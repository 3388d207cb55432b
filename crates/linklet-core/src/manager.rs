use crate::error::Result;
use crate::record::UrlRecord;
use async_trait::async_trait;
use std::sync::Arc;

/// The capability surface a short-URL manager exposes to front ends.
///
/// Exactly four operations; every one is total and returns an expected
/// outcome rather than hanging or panicking. Expected failures carry a
/// [`ResultCode`](crate::ResultCode) via
/// [`ManagerError::result_code`](crate::ManagerError::result_code).
#[async_trait]
pub trait UrlManager: Send + Sync + 'static {
    /// Creates a new short url for `target_url`.
    ///
    /// When `desired_id` is supplied, exactly that identifier is attempted
    /// once. Otherwise the manager allocates a randomized identifier,
    /// retrying on collision up to its configured attempt budget.
    async fn create(&self, target_url: &str, desired_id: Option<&str>) -> Result<Arc<UrlRecord>>;

    /// Looks up a short url and counts the retrieval.
    ///
    /// On a hit the returned record reflects the post-increment count.
    async fn get(&self, id: &str) -> Result<Arc<UrlRecord>>;

    /// Re-targets an existing short url.
    ///
    /// Not supported by this version; fails identically on every call
    /// with [`ManagerError::Unsupported`](crate::ManagerError::Unsupported).
    async fn update(&self, id: &str, target_url: &str) -> Result<Arc<UrlRecord>>;

    /// Deletes a short url. Removing a missing identifier is `NotFound`.
    async fn delete(&self, id: &str) -> Result<()>;
}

*Action item*. Please restate, word for word, the lines of the entries that run from the first line through the one holding "pub trait UrlManager: Send", and add nothing.

*Your response*.
repository 3388d207cb55432b
filename crates/linklet-core/src/manager.rs
use crate::error::Result;
use crate::record::UrlRecord;
use async_trait::async_trait;
use std::sync::Arc;

/// The capability surface a short-URL manager exposes to front ends.
///
/// Exactly four operations; every one is total and returns an expected
/// outcome rather than hanging or panicking. Expected failures carry a
/// [`ResultCode`](crate::ResultCode) via
/// [`ManagerError::result_code`](crate::ManagerError::result_code).
#[async_trait]
pub trait UrlManager: Send + Sync + 'static {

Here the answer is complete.